What should one do when experiencing these symptoms? If you are experiencing symptoms, even minor ones, talk to your doctor or head to the nearest emergency room right away. Being familiar with symptoms could help you recognize when to talk to your doctor. At the hospital or clinic, staff may perform tests such an electrocardiogram, also called an ECG to find out if a heart attack is happening and decide the best treatment. When in the clinic, ask about diagnostic tests and treatment options. Know and share your risk factors. If testing does detect a heart attack (including a silent heart attack), treatments such as medical tests or cardiac rehab may be recommended.

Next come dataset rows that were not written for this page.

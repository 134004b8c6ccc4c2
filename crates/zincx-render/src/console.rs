//! Text-mode console backend.
//!
//! [`ConsoleBackend`] is the reference stub: instead of rasterizing, it writes
//! one descriptive line per call to its writer (stdout by default). It never
//! fails except when the writer does.

use std::io::{self, Write};

use zincx_core::{RenderMode, TextAlignment};

use crate::backend::RenderBackend;
use crate::error::RenderResult;
use crate::types::{Circle, Color, Line, Point, Rect, Size};

/// A backend that describes each draw call as a line of text.
#[derive(Debug)]
pub struct ConsoleBackend<W: Write = io::Stdout> {
    out: W,
}

impl ConsoleBackend<io::Stdout> {
    /// A console backend writing to standard output.
    pub fn stdout() -> Self {
        Self { out: io::stdout() }
    }
}

impl Default for ConsoleBackend<io::Stdout> {
    fn default() -> Self {
        Self::stdout()
    }
}

impl<W: Write> ConsoleBackend<W> {
    /// A console backend writing to `out`.
    pub fn new(out: W) -> Self {
        Self { out }
    }

    /// Borrow the underlying writer.
    pub fn writer(&self) -> &W {
        &self.out
    }

    /// Consume the backend and return the writer.
    pub fn into_inner(self) -> W {
        self.out
    }

    fn filled_prefix(filled: bool) -> &'static str {
        if filled { "filled " } else { "" }
    }
}

struct Rgb(Color);

impl std::fmt::Display for Rgb {
    fn fmt(&self, f: &mut std::fmt::Formatter<'_>) -> std::fmt::Result {
        write!(f, "({},{},{})", self.0.r, self.0.g, self.0.b)
    }
}

impl<W: Write> RenderBackend for ConsoleBackend<W> {
    fn name(&self) -> &str {
        "console"
    }

    fn initialize(&mut self, mode: RenderMode) -> RenderResult<()> {
        let description = match mode {
            RenderMode::Text => "Text",
            RenderMode::Graphics16 => "Graphics16",
            RenderMode::Vulkan => {
                tracing::warn!(target: "zincx_render", "Vulkan mode requested on the console backend");
                "Vulkan (not supported on console)"
            }
        };
        writeln!(self.out, "Console Graphics Backend Initialized with mode: {description}")?;
        Ok(())
    }

    fn fill_rect(&mut self, rect: Rect, color: Color) -> RenderResult<()> {
        writeln!(
            self.out,
            "Filling rect at {},{} with size {}x{} and color {}",
            rect.x,
            rect.y,
            rect.width,
            rect.height,
            Rgb(color)
        )?;
        Ok(())
    }

    fn draw_rect(&mut self, rect: Rect, color: Color) -> RenderResult<()> {
        writeln!(
            self.out,
            "Drawing rect outline at {},{} with size {}x{} and color {}",
            rect.x,
            rect.y,
            rect.width,
            rect.height,
            Rgb(color)
        )?;
        Ok(())
    }

    fn draw_line(&mut self, line: Line, color: Color) -> RenderResult<()> {
        writeln!(
            self.out,
            "Drawing line from ({},{}) to ({},{}) with color {}",
            line.start.x,
            line.start.y,
            line.end.x,
            line.end.y,
            Rgb(color)
        )?;
        Ok(())
    }

    fn draw_circle(&mut self, circle: Circle, color: Color, filled: bool) -> RenderResult<()> {
        writeln!(
            self.out,
            "Drawing {}circle at ({},{}) with radius {} and color {}",
            Self::filled_prefix(filled),
            circle.center.x,
            circle.center.y,
            circle.radius,
            Rgb(color)
        )?;
        Ok(())
    }

    fn draw_ellipse(
        &mut self,
        center: Point,
        size: Size,
        color: Color,
        filled: bool,
    ) -> RenderResult<()> {
        writeln!(
            self.out,
            "Drawing {}ellipse at ({},{}) with size {}x{} and color {}",
            Self::filled_prefix(filled),
            center.x,
            center.y,
            size.width,
            size.height,
            Rgb(color)
        )?;
        Ok(())
    }

    fn draw_polygon(&mut self, points: &[Point], color: Color, filled: bool) -> RenderResult<()> {
        writeln!(
            self.out,
            "Drawing {}polygon with {} points and color {}",
            Self::filled_prefix(filled),
            points.len(),
            Rgb(color)
        )?;
        for point in points {
            write!(self.out, "Point: ({},{}) ", point.x, point.y)?;
        }
        writeln!(self.out)?;
        Ok(())
    }

    fn draw_text(
        &mut self,
        text: &str,
        bounds: Rect,
        color: Color,
        alignment: TextAlignment,
    ) -> RenderResult<()> {
        let aligned = match alignment {
            TextAlignment::Left => "Left",
            TextAlignment::Center => "Center",
            TextAlignment::Right => "Right",
            TextAlignment::Justified => "Justified",
        };
        writeln!(
            self.out,
            "Drawing text '{}' at bounds {},{} with size {}x{} and color {} aligned {}",
            text,
            bounds.x,
            bounds.y,
            bounds.width,
            bounds.height,
            Rgb(color),
            aligned
        )?;
        Ok(())
    }
}

#[cfg(test)]
mod tests {
    use super::*;

    fn output(backend: ConsoleBackend<Vec<u8>>) -> String {
        String::from_utf8(backend.into_inner()).unwrap()
    }

    #[test]
    fn test_initialize_every_mode() {
        for mode in RenderMode::ALL {
            let mut backend = ConsoleBackend::new(Vec::new());
            backend.initialize(mode).unwrap();
            let text = output(backend);
            assert!(text.starts_with("Console Graphics Backend Initialized with mode: "));
            assert!(text.contains(mode.as_str()));
        }
    }

    #[test]
    fn test_vulkan_marked_unsupported() {
        let mut backend = ConsoleBackend::new(Vec::new());
        backend.initialize(RenderMode::Vulkan).unwrap();
        assert!(output(backend).contains("Vulkan (not supported on console)"));
    }

    #[test]
    fn test_fill_rect_line() {
        let mut backend = ConsoleBackend::new(Vec::new());
        backend.fill_rect(Rect::new(1, 2, 30, 40), Color::rgb(10, 20, 30)).unwrap();
        assert_eq!(
            output(backend),
            "Filling rect at 1,2 with size 30x40 and color (10,20,30)\n"
        );
    }

    #[test]
    fn test_filled_and_outline_shapes() {
        let mut backend = ConsoleBackend::new(Vec::new());
        backend.fill_circle(Circle::new(Point::new(5, 6), 7), Color::RED).unwrap();
        backend.draw_ellipse(Point::new(1, 1), Size::new(8, 4), Color::BLUE, false).unwrap();
        let text = output(backend);
        assert!(text.contains("Drawing filled circle at (5,6) with radius 7 and color (255,0,0)"));
        assert!(text.contains("Drawing ellipse at (1,1) with size 8x4 and color (0,0,255)"));
    }

    #[test]
    fn test_polygon_lists_points() {
        let mut backend = ConsoleBackend::new(Vec::new());
        backend
            .draw_polygon(&[Point::new(0, 0), Point::new(4, 0), Point::new(2, 3)], Color::GREEN, false)
            .unwrap();
        let text = output(backend);
        assert!(text.starts_with("Drawing polygon with 3 points and color (0,255,0)\n"));
        assert!(text.contains("Point: (0,0) Point: (4,0) Point: (2,3) \n"));
    }

    #[test]
    fn test_text_every_alignment() {
        for alignment in TextAlignment::ALL {
            let mut backend = ConsoleBackend::new(Vec::new());
            backend.draw_text("label", Rect::new(0, 0, 10, 2), Color::WHITE, alignment).unwrap();
            let text = output(backend);
            assert!(text.starts_with("Drawing text 'label' at bounds 0,0 with size 10x2"));
            assert!(text.trim_end().ends_with(&format!("aligned {alignment}")));
        }
    }

    #[test]
    fn test_write_failure_is_io_error() {
        struct Broken;
        impl Write for Broken {
            fn write(&mut self, _: &[u8]) -> io::Result<usize> {
                Err(io::Error::new(io::ErrorKind::BrokenPipe, "closed"))
            }
            fn flush(&mut self) -> io::Result<()> {
                Ok(())
            }
        }

        let mut backend = ConsoleBackend::new(Broken);
        let err = backend.draw_line(Line::default(), Color::BLACK).unwrap_err();
        assert!(matches!(err, crate::RenderError::Io(_)));
    }
}
//! The render backend abstraction.
//!
//! [`RenderBackend`] is the capability set every concrete renderer provides.
//! Drawable items only ever see `&mut dyn RenderBackend`, never a concrete
//! backend type, so the same item renders on the console stub, a recording
//! backend in tests, or a future GPU backend.
//!
//! # Lifecycle
//!
//! `initialize` must be called exactly once before any draw call. Raw
//! backends do not check this themselves; wrap them in a
//! [`BackendHandle`](crate::BackendHandle) to have the ordering enforced.

use zincx_core::{RenderMode, TextAlignment};

use crate::error::RenderResult;
use crate::types::{Circle, Color, Line, Point, Rect, Size};

/// The core 2D drawing interface.
///
/// All arguments are immutable value types. Implementations must handle every
/// [`RenderMode`] and every [`TextAlignment`]; match on them exhaustively.
pub trait RenderBackend {
    /// A short human-readable name for diagnostics.
    fn name(&self) -> &str;

    /// Prepare the backend for the given mode.
    fn initialize(&mut self, mode: RenderMode) -> RenderResult<()>;

    /// Fill a rectangle.
    fn fill_rect(&mut self, rect: Rect, color: Color) -> RenderResult<()>;

    /// Stroke the outline of a rectangle.
    fn draw_rect(&mut self, rect: Rect, color: Color) -> RenderResult<()>;

    /// Draw a line segment.
    fn draw_line(&mut self, line: Line, color: Color) -> RenderResult<()>;

    /// Draw a circle, filled or outlined.
    fn draw_circle(&mut self, circle: Circle, color: Color, filled: bool) -> RenderResult<()>;

    /// Draw an axis-aligned ellipse centered at `center` with the given
    /// bounding `size`, filled or outlined.
    fn draw_ellipse(
        &mut self,
        center: Point,
        size: Size,
        color: Color,
        filled: bool,
    ) -> RenderResult<()>;

    /// Draw a closed polygon, filled or outlined.
    fn draw_polygon(&mut self, points: &[Point], color: Color, filled: bool) -> RenderResult<()>;

    /// Draw a string inside `bounds` with the given alignment.
    fn draw_text(
        &mut self,
        text: &str,
        bounds: Rect,
        color: Color,
        alignment: TextAlignment,
    ) -> RenderResult<()>;

    // =========================================================================
    // Conveniences
    // =========================================================================

    /// Fill a circle.
    #[inline]
    fn fill_circle(&mut self, circle: Circle, color: Color) -> RenderResult<()> {
        self.draw_circle(circle, color, true)
    }

    /// Fill an ellipse.
    #[inline]
    fn fill_ellipse(&mut self, center: Point, size: Size, color: Color) -> RenderResult<()> {
        self.draw_ellipse(center, size, color, true)
    }

    /// Fill a polygon.
    #[inline]
    fn fill_polygon(&mut self, points: &[Point], color: Color) -> RenderResult<()> {
        self.draw_polygon(points, color, true)
    }

    /// Draw text centered in `bounds`.
    #[inline]
    fn draw_text_centered(&mut self, text: &str, bounds: Rect, color: Color) -> RenderResult<()> {
        self.draw_text(text, bounds, color, TextAlignment::Center)
    }
}

impl<B: RenderBackend + ?Sized> RenderBackend for Box<B> {
    fn name(&self) -> &str {
        (**self).name()
    }

    fn initialize(&mut self, mode: RenderMode) -> RenderResult<()> {
        (**self).initialize(mode)
    }

    fn fill_rect(&mut self, rect: Rect, color: Color) -> RenderResult<()> {
        (**self).fill_rect(rect, color)
    }

    fn draw_rect(&mut self, rect: Rect, color: Color) -> RenderResult<()> {
        (**self).draw_rect(rect, color)
    }

    fn draw_line(&mut self, line: Line, color: Color) -> RenderResult<()> {
        (**self).draw_line(line, color)
    }

    fn draw_circle(&mut self, circle: Circle, color: Color, filled: bool) -> RenderResult<()> {
        (**self).draw_circle(circle, color, filled)
    }

    fn draw_ellipse(
        &mut self,
        center: Point,
        size: Size,
        color: Color,
        filled: bool,
    ) -> RenderResult<()> {
        (**self).draw_ellipse(center, size, color, filled)
    }

    fn draw_polygon(&mut self, points: &[Point], color: Color, filled: bool) -> RenderResult<()> {
        (**self).draw_polygon(points, color, filled)
    }

    fn draw_text(
        &mut self,
        text: &str,
        bounds: Rect,
        color: Color,
        alignment: TextAlignment,
    ) -> RenderResult<()> {
        (**self).draw_text(text, bounds, color, alignment)
    }
}
#[cfg(test)]
mod tests {
    use std::cell::RefCell;
    use std::rc::Rc;

    use super::*;
    use crate::item::{ButtonItem, TextItem};
    use zincx_render::{Point, Rect};

    fn button(items: &mut ItemArena) -> ItemId {
        items.insert(ButtonItem::new(Rect::new(0, 0, 10, 3), "b"))
    }

    fn click(item: ItemId) -> Event {
        Event::mouse_click(Point::new(1, 1)).with_target(item)
    }

    #[test]
    fn test_fifo_order() {
        let mut items = ItemArena::new();
        let a = button(&mut items);
        let seen = Rc::new(RefCell::new(Vec::new()));

        let mut events = EventManager::new();
        let log = seen.clone();
        events.register_listener(a, move |event| {
            log.borrow_mut().push(event.timestamp());
            Ok(())
        });

        for timestamp in [3, 1, 2] {
            events.queue_event(Event::key_press().with_timestamp(timestamp));
        }
        assert_eq!(events.pending_count(), 3);

        let report = events.dispatch_events(&mut items);
        assert_eq!(report.dispatched, 3);
        assert_eq!(*seen.borrow(), vec![3, 1, 2]);
        assert_eq!(events.pending_count(), 0);
    }

    #[test]
    fn test_registration_order() {
        let mut items = ItemArena::new();
        let a = button(&mut items);
        let b = button(&mut items);
        let seen = Rc::new(RefCell::new(Vec::new()));

        let mut events = EventManager::new();
        for (name, item) in [("first", b), ("second", a), ("third", b)] {
            let log = seen.clone();
            events.register_listener(item, move |_| {
                log.borrow_mut().push(name);
                Ok(())
            });
        }

        events.queue_event(Event::touch_start());
        events.dispatch_events(&mut items);
        assert_eq!(*seen.borrow(), vec!["first", "second", "third"]);
    }

    #[test]
    fn test_click_then_release() {
        let mut items = ItemArena::new();
        let a = button(&mut items);
        let mut events = EventManager::new();
        events.register_listener(a, |_| Ok(()));

        events.queue_event(click(a));
        let report = events.dispatch_events(&mut items);
        assert_eq!(report.state_changes, 1);
        assert_eq!(items.state(a).unwrap(), WidgetState::Pressed);

        events.queue_event(Event::mouse_release(Point::new(1, 1)).with_target(a));
        events.dispatch_events(&mut items);
        assert_eq!(items.state(a).unwrap(), WidgetState::Normal);
    }

    #[test]
    fn test_non_mouse_events_keep_state() {
        let mut items = ItemArena::new();
        let a = button(&mut items);
        items.set_state(a, WidgetState::Hovered).unwrap();

        let mut events = EventManager::new();
        events.register_listener(a, |_| Ok(()));
        events.queue_event(Event::key_press().with_target(a));
        events.queue_event(Event::touch_start());

        let report = events.dispatch_events(&mut items);
        assert_eq!(report.dispatched, 2);
        assert_eq!(report.state_changes, 0);
        assert_eq!(items.state(a).unwrap(), WidgetState::Hovered);
    }

    #[test]
    fn test_targeted_click_leaves_other_items() {
        let mut items = ItemArena::new();
        let a = button(&mut items);
        let b = button(&mut items);

        let mut events = EventManager::new();
        events.register_listener(a, |_| Ok(()));
        events.register_listener(b, |_| Ok(()));
        events.queue_event(click(a));
        events.dispatch_events(&mut items);

        assert_eq!(items.state(a).unwrap(), WidgetState::Pressed);
        assert_eq!(items.state(b).unwrap(), WidgetState::Normal);
    }

    #[test]
    fn test_untargeted_click_broadcasts() {
        let mut items = ItemArena::new();
        let a = button(&mut items);
        let b = button(&mut items);
        let unwatched = button(&mut items);

        let mut events = EventManager::new();
        events.register_listener(a, |_| Ok(()));
        events.register_listener(a, |_| Ok(()));
        events.register_listener(b, |_| Ok(()));
        events.queue_event(Event::mouse_click(Point::ZERO));

        let report = events.dispatch_events(&mut items);
        assert_eq!(report.state_changes, 2);
        assert_eq!(items.state(a).unwrap(), WidgetState::Pressed);
        assert_eq!(items.state(b).unwrap(), WidgetState::Pressed);
        assert_eq!(items.state(unwatched).unwrap(), WidgetState::Normal);
    }

    #[test]
    fn test_rule_applies_to_disabled_items() {
        let mut items = ItemArena::new();
        let a = button(&mut items);
        items.set_state(a, WidgetState::Disabled).unwrap();

        let mut events = EventManager::new();
        events.register_listener(a, |_| Ok(()));
        events.queue_event(click(a));
        let report = events.dispatch_events(&mut items);
        assert!(report.is_success());
        assert_eq!(report.state_changes, 1);
        assert_eq!(items.state(a).unwrap(), WidgetState::Pressed);

        events.queue_event(Event::mouse_release(Point::ZERO).with_target(a));
        events.dispatch_events(&mut items);
        assert_eq!(items.state(a).unwrap(), WidgetState::Normal);
    }

    #[test]
    fn test_repeated_click_is_not_a_change() {
        let mut items = ItemArena::new();
        let a = button(&mut items);

        let mut events = EventManager::new();
        events.queue_event(click(a));
        events.queue_event(click(a));
        let report = events.dispatch_events(&mut items);
        assert_eq!(report.dispatched, 2);
        assert_eq!(report.state_changes, 1);
        assert_eq!(items.state(a).unwrap(), WidgetState::Pressed);
    }

    #[test]
    fn test_failing_listener_does_not_stop_pass() {
        let mut items = ItemArena::new();
        let a = button(&mut items);
        let calls = Rc::new(RefCell::new(0));

        let mut events = EventManager::new();
        let failing = events.register_listener(a, |_| Err("listener exploded".into()));
        let counter = calls.clone();
        events.register_listener(a, move |_| {
            *counter.borrow_mut() += 1;
            Ok(())
        });

        events.queue_event(click(a));
        events.queue_event(Event::key_press());
        let report = events.dispatch_events(&mut items);

        assert_eq!(report.dispatched, 2);
        assert_eq!(*calls.borrow(), 2);
        assert_eq!(report.failures.len(), 2);
        assert!(matches!(
            &report.failures[0],
            DispatchFailure::Listener { listener, event_type: EventType::MouseClick, .. } if *listener == failing
        ));
        // The state rule still runs for the failed event.
        assert_eq!(items.state(a).unwrap(), WidgetState::Pressed);

        let err = report.into_result().unwrap_err();
        assert!(matches!(err, Error::Dispatch(ref failures) if failures.len() == 2));
    }

    #[test]
    fn test_unregistered_listener_is_not_called() {
        let mut items = ItemArena::new();
        let a = button(&mut items);
        let calls = Rc::new(RefCell::new(0));

        let mut events = EventManager::new();
        let counter = calls.clone();
        let id = events.register_listener(a, move |_| {
            *counter.borrow_mut() += 1;
            Ok(())
        });

        events.queue_event(Event::key_press());
        events.dispatch_events(&mut items);
        assert_eq!(*calls.borrow(), 1);

        assert!(events.unregister_listener(id));
        assert!(!events.unregister_listener(id));
        assert_eq!(events.listener_count(), 0);

        events.queue_event(Event::key_press());
        events.dispatch_events(&mut items);
        assert_eq!(*calls.borrow(), 1);
    }

    #[test]
    fn test_unregister_item() {
        let mut items = ItemArena::new();
        let a = button(&mut items);
        let b = button(&mut items);

        let mut events = EventManager::new();
        events.register_listener(a, |_| Ok(()));
        let kept = events.register_listener(b, |_| Ok(()));
        events.register_listener(a, |_| Ok(()));

        assert_eq!(events.unregister_item(a), 2);
        assert_eq!(events.listener_count(), 1);
        assert_eq!(events.listener_item(kept), Some(b));
    }

    #[test]
    fn test_events_posted_during_dispatch_run_in_same_pass() {
        let mut items = ItemArena::new();
        let a = button(&mut items);
        let seen = Rc::new(RefCell::new(Vec::new()));

        let mut events = EventManager::new();
        let sender = events.sender();
        let log = seen.clone();
        events.register_listener(a, move |event| {
            log.borrow_mut().push(event.event_type());
            if event.event_type() == EventType::MouseClick {
                sender.post(Event::mouse_release(Point::ZERO).with_target(a))?;
            }
            Ok(())
        });

        events.queue_event(click(a));
        let report = events.dispatch_events(&mut items);

        assert_eq!(report.dispatched, 2);
        assert_eq!(*seen.borrow(), vec![EventType::MouseClick, EventType::MouseRelease]);
        assert_eq!(items.state(a).unwrap(), WidgetState::Normal);
        assert!(!events.has_pending());
    }

    #[test]
    fn test_stale_target_is_reported() {
        let mut items = ItemArena::new();
        let a = items.insert(TextItem::new(Rect::new(0, 0, 1, 1), "gone"));
        items.remove(a);

        let mut events = EventManager::new();
        events.queue_event(click(a));
        let report = events.dispatch_events(&mut items);

        assert_eq!(report.dispatched, 1);
        assert!(matches!(
            report.failures.as_slice(),
            [DispatchFailure::MissingItem { source: ItemError::NotFound(id), .. }] if *id == a
        ));
    }

    #[test]
    fn test_sender_outlives_manager() {
        let events = EventManager::new();
        let sender = events.sender();
        assert!(sender.post(Event::key_press()).is_ok());
        drop(events);
        assert_eq!(sender.post(Event::key_press()), Err(EventError::QueueClosed));
    }

    #[test]
    fn test_empty_queue_returns_immediately() {
        let mut items = ItemArena::new();
        let mut events = EventManager::new();
        let report = events.dispatch_events(&mut items);
        assert_eq!(report.dispatched, 0);
        assert!(report.is_success());
        assert_eq!(report.into_result().unwrap(), 0);
    }
}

If you have issues such as transportation or convenience, virtual cardiac rehab options may be available.
Understanding symptoms and taking appropriate action would go a long way in reducing the negative impact of cardiovascular disease in women. It is important that we educate both men and women and improve systemic processes so that we can deflate the impact of this dreadful disease.
This article or this website is not meant to be medical advice. Please always consult your doctor for any medical questions or dial 911 if you think you are in a medical emergency.